Background: Hereditary Hemochromatosis, once considered a monogenic disorder, is now seen as a polygenic disease, with clinical phenotype also influenced by several environmental factors. Besides the classic HFE gene, other genes involved in modulation of iron homeostasis and clinical phenotype include those coding for hemojuvelin and hepcidin (both responsible for Juvenile Hemochromatosis), ferroportin, and, possibly, H-ferritin.
Methods: we used DHPLC to scan mutations in the above mentioned genes in 55 consecutive patients recently referred to our tertiary care unit for iron overload disorders. Many of them had at least biochemical signs of iron overload not explained, or not completely explained, by classic or rare HFE mutations.

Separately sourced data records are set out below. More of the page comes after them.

// Application orchestrator. Owns the lifecycle:
//
//   Disconnected -> (bootstrap: lockfile/process credentials + REST probe)
//   Connected    -> (socket connect + blanket subscribe)
//   Listening    -> accepted selections hand off to the resolve/apply task
//   Stopped      -> on shutdown signal, with socket and worker torn down
//
// The receive loop never does slow work inline: accepted selections go
// through a single-slot latest-wins channel, so a slow provider fetch can
// not back up the socket, and a superseded pick is simply overwritten
// before the worker gets to it.

use std::sync::Arc;
use std::time::Duration;

use tokio::sync::watch;
use tracing::{info, warn};

use crate::builds::{champions, BuildResolver, UggProvider};
use crate::config::Config;
use crate::lcu::{lockfile, EventDispatcher, LcuCredentials, LcuRestClient, LcuSocket};
use crate::picks::{PickResolver, Selection};
use crate::runes::RunePageManager;
use crate::status::{Severity, StatusSink};
use crate::Result;

const CHAMP_SELECT_SESSION_URI: &str = "/lol-champ-select/v1/session";
const GAMEFLOW_PHASE_URI: &str = "/lol-gameflow/v1/gameflow-phase";

const RECONNECT_DELAY: Duration = Duration::from_secs(2);

enum SessionEnd {
  /// Socket closed or client went away; retry from bootstrap.
  Disconnected,
  /// Explicit stop request.
  Stopped,
}

pub struct App {
  config: Config,
  sink: Arc<dyn StatusSink>,
}

impl App {
  pub fn new(config: Config, sink: Arc<dyn StatusSink>) -> Self {
    App { config, sink }
  }

  /// Run until `shutdown` flips to true. Bootstrap failures poll forever by
  /// design; everything else degrades to a status message and a reconnect.
  pub async fn run(&self, mut shutdown: watch::Receiver<bool>) -> anyhow::Result<()> {
    loop {
      let Some(creds) = self.bootstrap(&mut shutdown).await else {
        break;
      };

      match self.run_session(&creds, &mut shutdown).await {
        Ok(SessionEnd::Stopped) => break,
        Ok(SessionEnd::Disconnected) => {
          self
            .sink
            .update_status("Disconnected from League client", Severity::Info);
        }
        Err(e) => {
          warn!("session ended with error: {}", e);
          self
            .sink
            .update_status(&format!("Connection error: {}", e), Severity::Error);
        }
      }
      tokio::time::sleep(RECONNECT_DELAY).await;
    }

    self.sink.update_status("Stopped", Severity::Info);
    Ok(())
  }

  // Fixed-interval poll until the client is up and its REST surface answers.
  // Returns None when shutdown was requested while waiting.
  async fn bootstrap(&self, shutdown: &mut watch::Receiver<bool>) -> Option<LcuCredentials> {
    let poll = Duration::from_secs(self.config.connect_poll_secs.max(1));
    loop {
      if *shutdown.borrow() {
        return None;
      }

      if let Some(creds) = lockfile::discover(&self.config.league_dirs) {
        match LcuRestClient::new(&creds) {
          Ok(rest) if rest.verify().await.is_ok() => return Some(creds),
          // Stale lockfile or client still starting up; keep polling.
          _ => {}
        }
      }

      self
        .sink
        .update_status("Waiting for League of Legends client...", Severity::Info);
      tokio::select! {
        _ = tokio::time::sleep(poll) => {}
        _ = shutdown.changed() => {}
      }
    }
  }

  async fn run_session(
    &self,
    creds: &LcuCredentials,
    shutdown: &mut watch::Receiver<bool>,
  ) -> Result<SessionEnd> {
    let rest = Arc::new(LcuRestClient::new(creds)?);

    if let Ok(summoner) = rest.current_summoner().await {
      if let Some(name) = summoner.get("displayName").and_then(|v| v.as_str()) {
        self
          .sink
          .update_status(&format!("Connected - {}", name), Severity::Success);
      }
    }

    let provider = UggProvider::new();
    let patch = provider.current_patch(&self.config.pinned_patch).await;
    info!("using patch tag {}", patch);

    let mut socket = LcuSocket::connect(creds).await?;
    socket.subscribe_all().await?;
    self
      .sink
      .update_status("Waiting for champion selection...", Severity::Info);

    // Resolve/apply worker, fed by a latest-wins slot.
    let (selection_tx, selection_rx) = watch::channel::<Option<Selection>>(None);
    let resolver = BuildResolver::new(Box::new(provider));
    let pages = RunePageManager::new(rest.clone(), &self.config.provider_label);
    let worker = tokio::spawn(resolve_and_apply_loop(
      selection_rx,
      resolver,
      pages,
      self.sink.clone(),
      patch,
    ));

    let dispatcher =
      EventDispatcher::new(Duration::from_secs(self.config.wait_for_timeout_secs.max(1)));

    let picks = PickResolver::new(self.config.act_on_hover, &self.config.default_role);
    {
      let tx = selection_tx.clone();
      dispatcher.on(CHAMP_SELECT_SESSION_URI, move |data| {
        if let Some(selection) = picks.observe(data) {
          info!(
            "accepted selection: champion {} ({})",
            selection.champion_id, selection.role
          );
          let _ = tx.send(Some(selection));
        }
        Ok(())
      });
    }

    {
      let sink = self.sink.clone();
      dispatcher.on(GAMEFLOW_PHASE_URI, move |data| {
        if let Some(phase) = data.as_str() {
          sink.update_status(&format!("Phase: {}", phase), Severity::Info);
        }
        Ok(())
      });
    }

    // Started mid-champ-select: the phase event already fired, so seed the
    // resolver once from REST instead of waiting for the next update.
    if let Ok(phase) = rest.gameflow_phase().await {
      if phase == "ChampSelect" {
        if let Ok(session) = rest.champ_select_session().await {
          dispatcher.dispatch(CHAMP_SELECT_SESSION_URI, &session);
        }
      }
    }

    // Lockfile removal means the client exited even if the socket lingers.
    // Only meaningful when credentials came from a lockfile in the first
    // place (the process-scan fallback has nothing on disk to watch).
    let had_lockfile = lockfile::lockfile_present(&self.config.league_dirs);
    let mut lockfile_check = tokio::time::interval(Duration::from_secs(2));
    lockfile_check.tick().await; // immediate first tick

    let end = loop {
      tokio::select! {
        _ = shutdown.changed() => {
          if *shutdown.borrow() {
            break SessionEnd::Stopped;
          }
        }
        _ = lockfile_check.tick() => {
          if had_lockfile && !lockfile::lockfile_present(&self.config.league_dirs) {
            break SessionEnd::Disconnected;
          }
        }
        event = socket.next_event() => {
          match event {
            Some(event) => dispatcher.dispatch(&event.uri, &event.data),
            None => break SessionEnd::Disconnected,
          }
        }
      }
    };

    // In-flight resolve/apply work is abandoned with the session; a remote
    // call racing the teardown fails gracefully inside the worker.
    worker.abort();
    socket.close().await;
    Ok(end)
  }
}

async fn resolve_and_apply_loop(
  mut selections: watch::Receiver<Option<Selection>>,
  resolver: BuildResolver,
  pages: RunePageManager,
  sink: Arc<dyn StatusSink>,
  patch: String,
) {
  while selections.changed().await.is_ok() {
    let Some(selection) = selections.borrow_and_update().clone() else {
      continue;
    };
    let champion = champions::display_name(selection.champion_id);

    sink.update_status(&format!("Fetching {} build...", champion), Severity::Working);
    let build = resolver
      .resolve(selection.champion_id, &selection.role, &patch)
      .await;
    sink.display_build(&champion, &selection.role, &build);

    match pages
      .apply(&build.runes, selection.champion_id, &selection.role)
      .await
    {
      Ok(()) => sink.update_status(
        &format!("Runes applied for {} ({})", champion, selection.role),
        Severity::Success,
      ),
      Err(e) => sink.update_status(
        &format!("Failed to apply runes for {}: {}", champion, e),
        Severity::Error,
      ),
    }
  }
}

Main results: the −72 C→T variation in the promoter of hepcidin gene, near the putative TATA box, was found in a H63D heterozygous male with unexplained biochemical signs (serum ferritin 660 μg/L, TS 45%), who, rather, should have been protected by several previous blood donations. We recently found this new hepcidin mutation in a family from another cohort (Biasiotto et al., in press): genotype/phenotype correlation data were also consisting with a functional role of this mutation. Two other hepcidin variations were found in this series, the 108 G→A (new), and the 212 G→A. While the first appeared silent, familial study suggests that the second may be functional in association with C282Y. No new or functional variations were found in hemojuvelin or H-ferritin genes. Several polymorphisms were detected in the ferroportin gene, including two new sequence variations (−116 T→C in the promoter; 691+20C C→T in intron 4), that occurred in two unrelated subjects with wild-type HFE genotype. Their functional role is currently under investigation by extensive family studies and/or quantitative evaluation of hepatic iron by MRI/liver biopsy.
Conclusions: DHPLC scan of iron genes appears as a helpful tool for integrating clinical data in selected patients referring for suspected iron overload, as well as for rapid identification of new mutations.